Tahiti was hosting the World Surf League competition at Teahupo’o. We could not miss an opportunity to see professional surfers from all over the world attempt to tame some of the deadliest waves in the world. Rachel and Josh (from Voyages of Agape) and Mike (from Easy) accompanied me on this adventure. Matt stayed on the boat to fix a leaking water pump to our dismay. We had rented a car to provision the boat and kept it an extra day to drive to Teahupo’o. This town is located at the end of Tahiti Iti (the smaller of the two Tahiti islands) and is about a 90-minute drive.
The WSL event started at 0600 and we arrived around 0900. We were stoked to be there, but many others had arrived before us. The competition is located at the surf break which is about a mile away from shore. You can either pay $25/pp/hr on a tour boat or you can go by SUP, kayak, outrigger, surfboard. We went by SUP. Mike is an Olympic medalist (snowboarder) and a big athlete. Josh and Rachel are 20 years younger and in impeccable shape. And then there is me. I am not horribly out of shape, but I am “challenged” to keep up with these 3! The photo below shows where we paddled to from shore (small boats on the horizon under the blue arrow).
We stopped half way at a marker to rest, thank goodness! I was desperately trying to be cool and not act like a baby. It took us about 45 minutes to paddle upwind, against the waves and current. It was a workout!
At Your Own Risk – the Viewing Area
We finally made it to the viewing area which was ridiculously close to the breaking waves. We were surrounded by lots of other boats, boarders, kayakers, floaters and swimmers. The top photo shows you where the judge stand is on the reef.
The Safety Line
There is a safety line with little floats on it that surround the viewing area. They are anchored with moorings that several small boats tied to. We paddled up to the first spot in the middle of the safety line. You had to hold on to the line to avoid being pulled back by the current. It took me almost a half hour to calm my heart and nerves. Just as I was starting to feel comfortable, we decided to move closer to the breaking waves. We edged up, grabbed the safety line and settled in to watch the competition. Safety line is purple.
Up Close and Personal
We were about 100 meters from the break. We could see them drop in and come out of the waves. Unfortunately, we could not see the center of the wave as it curved around hiding the rider from us. We were so close that we often felt the spray from the larger waves.

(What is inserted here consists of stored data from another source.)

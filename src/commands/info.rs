//! Info command implementation

use lps25hb_core::{DriverConfig, LPS25HB_OF_MATCH, MODULE_INFO};

/// Print module metadata, configuration and match table
pub fn run(config: &DriverConfig) {
    println!("Description: {}", MODULE_INFO.description);
    println!("Author:      {}", MODULE_INFO.author);
    println!("License:     {}", MODULE_INFO.license);
    println!();
    println!("Driver:      {}", config.driver_name);
    println!("Class:       {}", config.class_name);
    println!(
        "Region:      {} (minors {}..{})",
        config.region_name,
        config.first_minor,
        config.first_minor + config.max_devices
    );
    println!("Nodes:       /dev/{}N", config.node_prefix);
    println!(
        "Capacity:    {} devices{}",
        config.max_devices,
        if config.enforce_capacity {
            ""
        } else {
            " (not enforced)"
        }
    );
    println!();
    println!("Match table:");
    for id in LPS25HB_OF_MATCH {
        println!("  {}", id.compatible);
    }
}
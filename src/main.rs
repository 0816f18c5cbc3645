//! lps25hb - LPS25HB SPI character-device driver
//!
//! Runs the driver against an emulated kernel. A board file describes the SPI
//! peripherals present; the driver binds the ones compatible with
//! `mr,lps25hb` and exposes them as `/dev/barometerN`.

mod cli;
mod commands;

use clap::Parser;
use cli::{Cli, Commands};
use lps25hb_core::DriverConfig;
use lps25hb_emul::board::driver_config_from_file;
use lps25hb_emul::Board;
use std::path::Path;

fn main() -> Result<(), Box<dyn std::error::Error>> {
    // Initialize logger
    env_logger::Builder::from_env(env_logger::Env::default().default_filter_or("info")).init();

    let cli = Cli::parse();

    // Set log level based on verbosity
    match cli.verbose {
        0 => {} // default (info)
        1 => log::set_max_level(log::LevelFilter::Debug),
        _ => log::set_max_level(log::LevelFilter::Trace),
    }

    let config = load_config(cli.config.as_deref())?;

    match cli.command {
        Commands::Nodes => {
            let board = load_board(cli.board.as_deref())?;
            commands::nodes::run(&board, config)
        }
        Commands::Read { node, count, write } => {
            let board = load_board(cli.board.as_deref())?;
            commands::read::run(&board, config, &node, count, write)
        }
        Commands::Cycle => {
            let board = load_board(cli.board.as_deref())?;
            commands::cycle::run(&board, config)
        }
        Commands::Info => {
            commands::info::run(&config);
            Ok(())
        }
    }
}

/// Load the board file, or the built-in single-sensor board
fn load_board(path: Option<&Path>) -> Result<Board, Box<dyn std::error::Error>> {
    match path {
        Some(path) => {
            let board = Board::from_file(path)?;
            log::info!(
                "Loaded board '{}' from {:?} ({} peripherals)",
                board.display_name(),
                path,
                board.peripherals.len()
            );
            Ok(board)
        }
        None => {
            log::debug!("No board file given, using the built-in board");
            Ok(Board::default())
        }
    }
}

fn load_config(path: Option<&Path>) -> Result<DriverConfig, Box<dyn std::error::Error>> {
    match path {
        Some(path) => {
            let config = driver_config_from_file(path)?;
            log::info!("Loaded driver config from {:?}", path);
            Ok(config)
        }
        None => Ok(DriverConfig::default()),
    }
}
//! Cycle command implementation
//!
//! Exercises the whole driver lifetime once and checks that unloading leaves
//! no kernel object behind.

use super::{print_nodes, Session};
use lps25hb_core::host::FileMode;
use lps25hb_core::DriverConfig;
use lps25hb_emul::Board;

/// Run the cycle command
pub fn run(board: &Board, config: DriverConfig) -> Result<(), Box<dyn std::error::Error>> {
    let session = Session::start(board, config)?;
    let kernel = &session.kernel;

    println!("Loaded: {}", kernel.resources());
    let nodes = kernel.nodes();
    print_nodes(&nodes);

    let mut buf = [0u8; 64];
    for node in &nodes {
        let fd = kernel.open(&node.name, FileMode::READ)?;
        let n = kernel.read(fd, &mut buf)?;
        kernel.close(fd)?;
        println!("/dev/{}: read {} bytes", node.name, n);
    }

    for spi in kernel.peripherals() {
        if kernel.bound_driver(spi.id()).is_some() {
            kernel.unbind(spi.id())?;
            println!("{}: unbound", spi.name());
        }
    }

    let kernel = session.kernel.clone();
    session.finish();

    let left = kernel.resources();
    if !left.is_empty() {
        return Err(format!("Resources left after unload: {}", left).into());
    }
    println!("Unloaded cleanly.");
    Ok(())
}
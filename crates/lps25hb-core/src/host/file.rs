//! File operations for character devices

use crate::devnum::DevNum;
use crate::error::Result;
use bitflags::bitflags;
use std::any::Any;
use std::fmt;
use std::sync::Arc;

bitflags! {
    /// Access mode of an open file (`FMODE_*`)
    #[derive(Debug, Clone, Copy, PartialEq, Eq, Hash)]
    pub struct FileMode: u32 {
        /// File is open for reading
        const READ  = 1 << 0;
        /// File is open for writing
        const WRITE = 1 << 1;
    }
}

impl Default for FileMode {
    fn default() -> Self {
        FileMode::empty()
    }
}

/// The inode handed to [`FileOperations::open`]
#[derive(Clone)]
pub struct Inode {
    rdev: DevNum,
    cdev_container: Arc<dyn Any + Send + Sync>,
}

impl Inode {
    /// Inode for the character device `rdev` embedded in `cdev_container`
    pub fn new(rdev: DevNum, cdev_container: Arc<dyn Any + Send + Sync>) -> Self {
        Self {
            rdev,
            cdev_container,
        }
    }

    /// Device number of the node
    pub fn rdev(&self) -> DevNum {
        self.rdev
    }

    /// The object the character device is embedded in, if it is a `T`
    pub fn container<T: Any + Send + Sync>(&self) -> Option<Arc<T>> {
        Arc::clone(&self.cdev_container).downcast::<T>().ok()
    }
}

impl fmt::Debug for Inode {
    fn fmt(&self, f: &mut fmt::Formatter<'_>) -> fmt::Result {
        f.debug_struct("Inode").field("rdev", &self.rdev).finish_non_exhaustive()
    }
}

/// State of one open file
#[derive(Default)]
pub struct File {
    mode: FileMode,
    pos: u64,
    private_data: Option<Arc<dyn Any + Send + Sync>>,
}

impl File {
    /// A freshly opened file with access `mode`
    pub fn new(mode: FileMode) -> Self {
        Self {
            mode,
            pos: 0,
            private_data: None,
        }
    }

    /// Access mode
    pub fn mode(&self) -> FileMode {
        self.mode
    }

    /// Current file position
    pub fn pos(&self) -> u64 {
        self.pos
    }

    /// Update the file position
    pub fn set_pos(&mut self, pos: u64) {
        self.pos = pos;
    }

    /// Attach driver data to the file
    pub fn set_private_data(&mut self, data: Arc<dyn Any + Send + Sync>) {
        self.private_data = Some(data);
    }

    /// Driver data attached in `open`, if it is a `T`
    pub fn private_data<T: Any + Send + Sync>(&self) -> Option<Arc<T>> {
        self.private_data
            .as_ref()
            .and_then(|data| Arc::clone(data).downcast::<T>().ok())
    }
}

impl fmt::Debug for File {
    fn fmt(&self, f: &mut fmt::Formatter<'_>) -> fmt::Result {
        f.debug_struct("File")
            .field("mode", &self.mode)
            .field("pos", &self.pos)
            .field("private_data", &self.private_data.is_some())
            .finish()
    }
}

/// Character-device file operations (`struct file_operations`)
pub trait FileOperations: Send + Sync {
    /// Called when user space opens the device node
    fn open(&self, inode: &Inode, file: &mut File) -> Result<()>;

    /// Read up to `buf.len()` bytes at `*pos`, returning the number transferred
    fn read(&self, file: &File, buf: &mut [u8], pos: &mut u64) -> Result<usize>;

    /// Called when the last reference to the open file goes away
    fn release(&self, _inode: &Inode, _file: &mut File) -> Result<()> {
        Ok(())
    }
}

Between us and the surfers were the rescue teams, surfers in the next heat and support teams. The bottom left image shows my paddle board and the wave (no zoom) to give you an idea of our proximity.

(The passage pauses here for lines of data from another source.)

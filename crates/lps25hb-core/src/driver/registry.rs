//! Module context: load/unload and bind/unbind
//!
//! [`DriverRegistry::init`] is the module init hook and
//! [`DriverRegistry::exit`] the exit hook. Between the two, the registry is
//! registered with the SPI core as the driver for `"mr,lps25hb"` and receives
//! [`probe`](SpiDriver::probe) and [`remove`](SpiDriver::remove) callbacks.
//!
//! Each acquisition is paired with a release that runs when a later step
//! fails, so a failed load or a failed bind leaves nothing behind.

use super::fops::BAROMETER_FOPS;
use super::record::DeviceRecord;
use crate::config::DriverConfig;
use crate::devnum::DevNum;
use crate::error::{Error, Result};
use crate::host::{Cdev, ClassHandle, Host, PeripheralId, SpiDriver, SpiPeripheral};
use crate::of::{OfDeviceId, LPS25HB_OF_MATCH};
use std::collections::HashMap;
use std::sync::atomic::{AtomicBool, Ordering};
use std::sync::{Arc, Mutex, MutexGuard, PoisonError};

/// Bind bookkeeping guarded by the registry mutex
#[derive(Debug, Default)]
struct BindState {
    /// Number of successful binds since load, never decremented
    device_count: u32,
    /// Records of currently bound peripherals (the drvdata)
    records: HashMap<PeripheralId, Arc<DeviceRecord>>,
}

/// The LPS25HB driver module
pub struct DriverRegistry<H: Host + ?Sized + 'static> {
    host: Arc<H>,
    config: DriverConfig,
    device_number_base: DevNum,
    device_class: ClassHandle,
    state: Mutex<BindState>,
    unloaded: AtomicBool,
}

impl<H: Host + ?Sized + 'static> DriverRegistry<H> {
    /// Load the driver into `host`
    ///
    /// Reserves `max_devices` device numbers, creates the device class and
    /// registers the SPI driver, in that order. Peripherals already known to
    /// the host may be bound before this returns.
    pub fn init(host: Arc<H>, config: DriverConfig) -> Result<Arc<Self>> {
        config.validate()?;

        let base = host
            .alloc_chrdev_region(config.first_minor, config.max_devices, &config.region_name)
            .map_err(|e| {
                log::error!("alloc chrdev region failed");
                e
            })?;
        log::debug!(
            "reserved {} device numbers at {} for {}",
            config.max_devices,
            base,
            config.region_name
        );

        let class = match host.class_create(&config.class_name) {
            Ok(class) => class,
            Err(e) => {
                log::error!("error while creating {} class", config.class_name);
                host.unregister_chrdev_region(base, config.max_devices);
                return Err(e);
            }
        };

        let registry = Arc::new(Self {
            host: Arc::clone(&host),
            config,
            device_number_base: base,
            device_class: class,
            state: Mutex::new(BindState::default()),
            unloaded: AtomicBool::new(false),
        });

        if let Err(e) = host.spi_register_driver(registry.clone()) {
            log::error!("error while registering spi driver for lps25hb");
            // Anything probed during the failed registration goes with it
            registry.release_all_records();
            host.class_destroy(class);
            host.unregister_chrdev_region(base, registry.config.max_devices);
            return Err(e);
        }

        log::info!("spi driver for lps25hb registered");
        Ok(registry)
    }

    /// Unload the driver
    ///
    /// Unregisters the SPI driver (which unbinds every bound peripheral),
    /// destroys the class and releases the device-number region. Calling
    /// this more than once has no further effect.
    pub fn exit(&self) {
        if self.unloaded.swap(true, Ordering::AcqRel) {
            log::debug!("{} already unloaded", self.config.driver_name);
            return;
        }

        self.host.spi_unregister_driver(&self.config.driver_name);
        self.release_all_records();
        self.host.class_destroy(self.device_class);
        self.host
            .unregister_chrdev_region(self.device_number_base, self.config.max_devices);
        log::info!("spi driver for lps25hb unregistered");
    }

    /// First device number of the reserved region
    pub fn device_number_base(&self) -> DevNum {
        self.device_number_base
    }

    /// Class the device nodes are created in
    pub fn device_class(&self) -> ClassHandle {
        self.device_class
    }

    /// Successful binds since load
    pub fn device_count(&self) -> u32 {
        self.lock_state().device_count
    }

    /// Configuration the driver was loaded with
    pub fn config(&self) -> &DriverConfig {
        &self.config
    }

    /// Whether [`exit`](Self::exit) has run
    pub fn is_unloaded(&self) -> bool {
        self.unloaded.load(Ordering::Acquire)
    }

    /// Record of the device bound to `peripheral`
    pub fn record(&self, peripheral: PeripheralId) -> Option<Arc<DeviceRecord>> {
        self.lock_state().records.get(&peripheral).cloned()
    }

    /// Records of all bound devices, ordered by bind index
    pub fn records(&self) -> Vec<Arc<DeviceRecord>> {
        let mut records: Vec<_> = self.lock_state().records.values().cloned().collect();
        records.sort_by_key(|r| r.index());
        records
    }

    fn lock_state(&self) -> MutexGuard<'_, BindState> {
        self.state.lock().unwrap_or_else(PoisonError::into_inner)
    }

    /// Destroy the node and delete the char device of `record`
    fn release_record(&self, record: &DeviceRecord) {
        if record.node().is_some() {
            self.host
                .device_destroy(self.device_class, record.device_number());
        }
        if let Some(cdev) = record.cdev() {
            self.host.cdev_del(cdev);
        }
    }

    /// Tear down records the host did not unbind
    fn release_all_records(&self) {
        let leftovers: Vec<_> = self.lock_state().records.drain().map(|(_, r)| r).collect();
        for record in leftovers {
            log::warn!(
                "{}: still bound at unload, releasing {}",
                record.peripheral_name(),
                record.node_name()
            );
            self.release_record(&record);
        }
    }
}

impl<H: Host + ?Sized + 'static> SpiDriver for DriverRegistry<H> {
    fn name(&self) -> &str {
        &self.config.driver_name
    }

    fn of_match_table(&self) -> &[OfDeviceId] {
        LPS25HB_OF_MATCH
    }

    fn probe(&self, spi: &SpiPeripheral) -> Result<()> {
        log::info!("{}: probe called", spi.name());

        let mut state = self.lock_state();

        // exit drains the table under this lock after setting the flag
        if self.is_unloaded() {
            log::error!("{}: driver is unloading", spi.name());
            return Err(Error::NoDevice);
        }

        if state.records.contains_key(&spi.id()) {
            log::error!("{}: already bound", spi.name());
            return Err(Error::Busy);
        }

        let index = state.device_count;
        if self.config.enforce_capacity && index >= self.config.max_devices {
            log::error!(
                "{}: all {} device numbers in use",
                spi.name(),
                self.config.max_devices
            );
            return Err(Error::CapacityExceeded {
                max: self.config.max_devices,
            });
        }

        // Record allocation is the only allocation a bind makes; report its
        // failure as -ENOMEM with the private-data diagnostic
        if state.records.try_reserve(1).is_err() {
            log::error!("{}: error while allocating device private data", spi.name());
            return Err(Error::OutOfMemory);
        }

        let devt = self.device_number_base.offset(index);
        let record = Arc::new(DeviceRecord::new(
            devt,
            index,
            self.config.node_name(index),
            spi.id(),
            spi.name(),
        ));

        let cdev = Cdev::new(&BAROMETER_FOPS, record.clone());
        let cdev = self.host.cdev_add(cdev, devt, 1).map_err(|e| {
            log::error!("{}: cdev add failed", spi.name());
            e
        })?;

        let node = match self.host.device_create(
            self.device_class,
            Some(spi.id()),
            devt,
            record.node_name(),
        ) {
            Ok(node) => node,
            Err(e) => {
                log::error!("{}: error while creating device", spi.name());
                self.host.cdev_del(cdev);
                return Err(e);
            }
        };

        record.attach(cdev, node);
        log::debug!(
            "{}: bound as /dev/{} ({})",
            spi.name(),
            record.node_name(),
            devt
        );
        state.records.insert(spi.id(), record);
        state.device_count += 1;

        Ok(())
    }

    fn remove(&self, spi: &SpiPeripheral) -> Result<()> {
        log::info!("remove called");

        let record = self
            .lock_state()
            .records
            .remove(&spi.id())
            .ok_or(Error::NoDevice)?;
        self.release_record(&record);
        log::debug!("{}: released /dev/{}", spi.name(), record.node_name());
        Ok(())
    }
}
//! CLI command implementations
//!
//! Each command boots a fresh [`EmulatedKernel`], plugs in the board, loads
//! the driver and unloads it again before returning.

pub mod cycle;
pub mod info;
pub mod nodes;
pub mod read;

use lps25hb_core::{DriverConfig, DriverRegistry};
use lps25hb_emul::{Board, EmulatedKernel, NodeInfo};
use std::sync::Arc;

/// A kernel with the board plugged in and the driver loaded
pub struct Session {
    pub kernel: Arc<EmulatedKernel>,
    pub driver: Arc<DriverRegistry<EmulatedKernel>>,
}

impl Session {
    /// Plug in `board`, then load the driver so it binds at registration
    pub fn start(board: &Board, config: DriverConfig) -> Result<Self, Box<dyn std::error::Error>> {
        let kernel = Arc::new(EmulatedKernel::new());
        kernel.populate(board)?;
        let driver = DriverRegistry::init(Arc::clone(&kernel), config)?;
        Ok(Self { kernel, driver })
    }

    /// Unload the driver
    pub fn finish(self) {
        self.driver.exit();
    }
}

/// Print device nodes as a table
pub fn print_nodes(nodes: &[NodeInfo]) {
    if nodes.is_empty() {
        println!("No device nodes.");
        return;
    }

    println!("{:<16} {:<10} {:<10} PARENT", "NODE", "DEVT", "CLASS");
    println!("{}", "-".repeat(48));
    for node in nodes {
        println!(
            "{:<16} {:<10} {:<10} {}",
            format!("/dev/{}", node.name),
            node.devt.to_string(),
            node.class,
            node.parent.as_deref().unwrap_or("-")
        );
    }
}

We saw a few crashes, aborts and funny landings as well. But, thank God, nobody was hurt.
We walked ashore and found a picture-perfect opportunity.

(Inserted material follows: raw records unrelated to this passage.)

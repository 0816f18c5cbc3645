//! Man page generator
//!
//! Writes `lps25hb.1` plus one `lps25hb-<command>.1` page per subcommand.
//!
//! Usage: cargo run --bin gen-manpage -- [output-dir]

use clap::CommandFactory;
use std::fs;
use std::path::{Path, PathBuf};

#[path = "../cli.rs"]
mod cli;

/// Render `cmd` to `<dir>/<page>.1`
fn write_page(dir: &Path, page: &str, man: clap_mangen::Man) -> std::io::Result<PathBuf> {
    let mut buffer = Vec::new();
    man.render(&mut buffer)?;
    let path = dir.join(format!("{}.1", page));
    fs::write(&path, buffer)?;
    Ok(path)
}

/// Render the main page and every subcommand page into `output_dir`
fn generate(output_dir: &Path) -> std::io::Result<Vec<PathBuf>> {
    fs::create_dir_all(output_dir)?;

    let cmd = cli::Cli::command();
    let name = cmd.get_name().to_string();

    let mut pages = vec![write_page(
        output_dir,
        &name,
        clap_mangen::Man::new(cmd.clone()),
    )?];

    for sub in cmd.get_subcommands().filter(|s| s.get_name() != "help") {
        let page = format!("{}-{}", name, sub.get_name());
        let man = clap_mangen::Man::new(sub.clone()).title(page.to_uppercase());
        pages.push(write_page(output_dir, &page, man)?);
    }
    Ok(pages)
}

fn main() -> std::io::Result<()> {
    let output_dir = std::env::args()
        .nth(1)
        .map(PathBuf::from)
        .unwrap_or_else(|| PathBuf::from("man"));

    let pages = generate(&output_dir)?;
    for page in &pages {
        println!("Generated {}", page.display());
    }
    println!("\nView with: man -l {}", pages[0].display());

    Ok(())
}
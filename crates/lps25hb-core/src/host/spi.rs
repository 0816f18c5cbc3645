//! SPI peripheral description

use bitflags::bitflags;

bitflags! {
    /// SPI mode flags, as in `spi_device.mode`
    #[derive(Debug, Clone, Copy, PartialEq, Eq, Hash)]
    pub struct SpiMode: u32 {
        /// Clock phase
        const CPHA       = 1 << 0;
        /// Clock polarity
        const CPOL       = 1 << 1;
        /// Chip select active high
        const CS_HIGH    = 1 << 2;
        /// Least significant bit first
        const LSB_FIRST  = 1 << 3;
        /// SI/SO signals shared
        const THREE_WIRE = 1 << 4;

        /// SPI mode 0: CPOL=0, CPHA=0
        const MODE_0 = 0;
        /// SPI mode 1: CPOL=0, CPHA=1
        const MODE_1 = Self::CPHA.bits();
        /// SPI mode 2: CPOL=1, CPHA=0
        const MODE_2 = Self::CPOL.bits();
        /// SPI mode 3: CPOL=1, CPHA=1
        const MODE_3 = Self::CPOL.bits() | Self::CPHA.bits();
    }
}

impl Default for SpiMode {
    fn default() -> Self {
        SpiMode::empty()
    }
}

/// Host-assigned identity of a peripheral
#[derive(Debug, Clone, Copy, PartialEq, Eq, Hash, PartialOrd, Ord)]
pub struct PeripheralId(pub u32);

/// An SPI peripheral as described by the devicetree
///
/// The host owns the peripheral; drivers only keep its [`PeripheralId`].
#[derive(Debug, Clone, PartialEq, Eq)]
pub struct SpiPeripheral {
    id: PeripheralId,
    name: String,
    bus_num: u16,
    chip_select: u8,
    max_speed_hz: u32,
    mode: SpiMode,
    compatible: Vec<String>,
}

impl SpiPeripheral {
    /// Describe the peripheral on `bus_num` behind `chip_select`
    pub fn new(id: PeripheralId, bus_num: u16, chip_select: u8) -> Self {
        Self {
            id,
            name: format!("spi{}.{}", bus_num, chip_select),
            bus_num,
            chip_select,
            max_speed_hz: 0,
            mode: SpiMode::MODE_0,
            compatible: Vec::new(),
        }
    }

    /// Append a devicetree compatible string
    pub fn with_compatible(mut self, compatible: impl Into<String>) -> Self {
        self.compatible.push(compatible.into());
        self
    }

    /// Set the maximum clock speed in Hz
    pub fn with_speed(mut self, max_speed_hz: u32) -> Self {
        self.max_speed_hz = max_speed_hz;
        self
    }

    /// Set the SPI mode flags
    pub fn with_mode(mut self, mode: SpiMode) -> Self {
        self.mode = mode;
        self
    }

    /// Peripheral identity
    pub fn id(&self) -> PeripheralId {
        self.id
    }

    /// Kernel-style device name, `spiB.C`
    pub fn name(&self) -> &str {
        &self.name
    }

    /// Bus number
    pub fn bus_num(&self) -> u16 {
        self.bus_num
    }

    /// Chip select
    pub fn chip_select(&self) -> u8 {
        self.chip_select
    }

    /// Maximum clock speed in Hz (0 if unspecified)
    pub fn max_speed_hz(&self) -> u32 {
        self.max_speed_hz
    }

    /// SPI mode flags
    pub fn mode(&self) -> SpiMode {
        self.mode
    }

    /// Devicetree compatible list, most specific first
    pub fn compatible(&self) -> &[String] {
        &self.compatible
    }
}

#[cfg(test)]
mod tests {
    use super::*;

    #[test]
    fn test_builder() {
        let spi = SpiPeripheral::new(PeripheralId(7), 1, 2)
            .with_compatible("mr,lps25hb")
            .with_speed(1_000_000)
            .with_mode(SpiMode::MODE_3);
        assert_eq!(spi.name(), "spi1.2");
        assert_eq!(spi.id(), PeripheralId(7));
        assert_eq!(spi.compatible(), ["mr,lps25hb".to_string()]);
        assert_eq!(spi.max_speed_hz(), 1_000_000);
        assert!(spi.mode().contains(SpiMode::CPOL | SpiMode::CPHA));
    }
}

Not sure I would have paddled out that far to land myself in the midst of those dangerous waves under normal circumstances. However, Rachel has a way of convincing me I am invincible and can do anything. She is encouraging and supportive throughout each of our adventures. This was an experience of a lifetime!
The Exhilaration of Teahupo’o
Teahupo’o translates “to sever the head” or “place of skulls.” It is where thrill seeking surfers go to experience the heaviest waves in the world. It was first discovered as an underground spot for bodyboarders and surfers in 1986. However, it took 12 more years before the world recognized it for its “thick” waves and named it as a go to surf destination. In 2015, Nathan Florence further extended its reputation by setting the record for successfully paddling the biggest wave.
For my non native surf readers, you might be wandering what is a “thick” wave? A thick wave is a large wave with a lot of weight behind it referring to how “thick” it is. In addition to having thick waves, there are several other characteristics that make this surf spot dangerous and challenging for surf enthusiasts.
Teahupo’o Reef Break
Teahupo’o is a reef break. The swells mainly break left. But the outer reef also creates right breaks that surfers must avoid when paddling out.
Unique Wave Formations
Teahupo’o’s reputation for wave riding is partly due to its unique form. There is an extremely shallow coral reef, which ranges up to 20 inches (51 cm) beneath the water’s surface. This is responsible for a very hollow-breaking wave. Due to the specific shape of the reef beneath the waves it almost force the waves to break below sea level.
The waves form in a semi-circular nature, which drops down sharply creating a ‘below water’ effect. The extreme angles in descent create an instant instability to the wave. A steep wall of reef causes the entire mass to fold onto a scalloped semi-circle breaking arc. The wave bends and races along into a dry reef closeout and the lip of the wave is often as thick as it is tall
Teahupo’o is also renowned for the consistent number of barrels it delivers. It is a rewarding location and is widely regarded as being on the ‘must-surf’ list of every enthusiastic surfer. However, only experienced surfers in peak physical condition should attempt Teahupo’o.
The heavy waves combined with a shallow shoreline can result in serious injuries and even death in a wipeout. Teapupo’o is one of the top 10 deadliest places to surf in the world.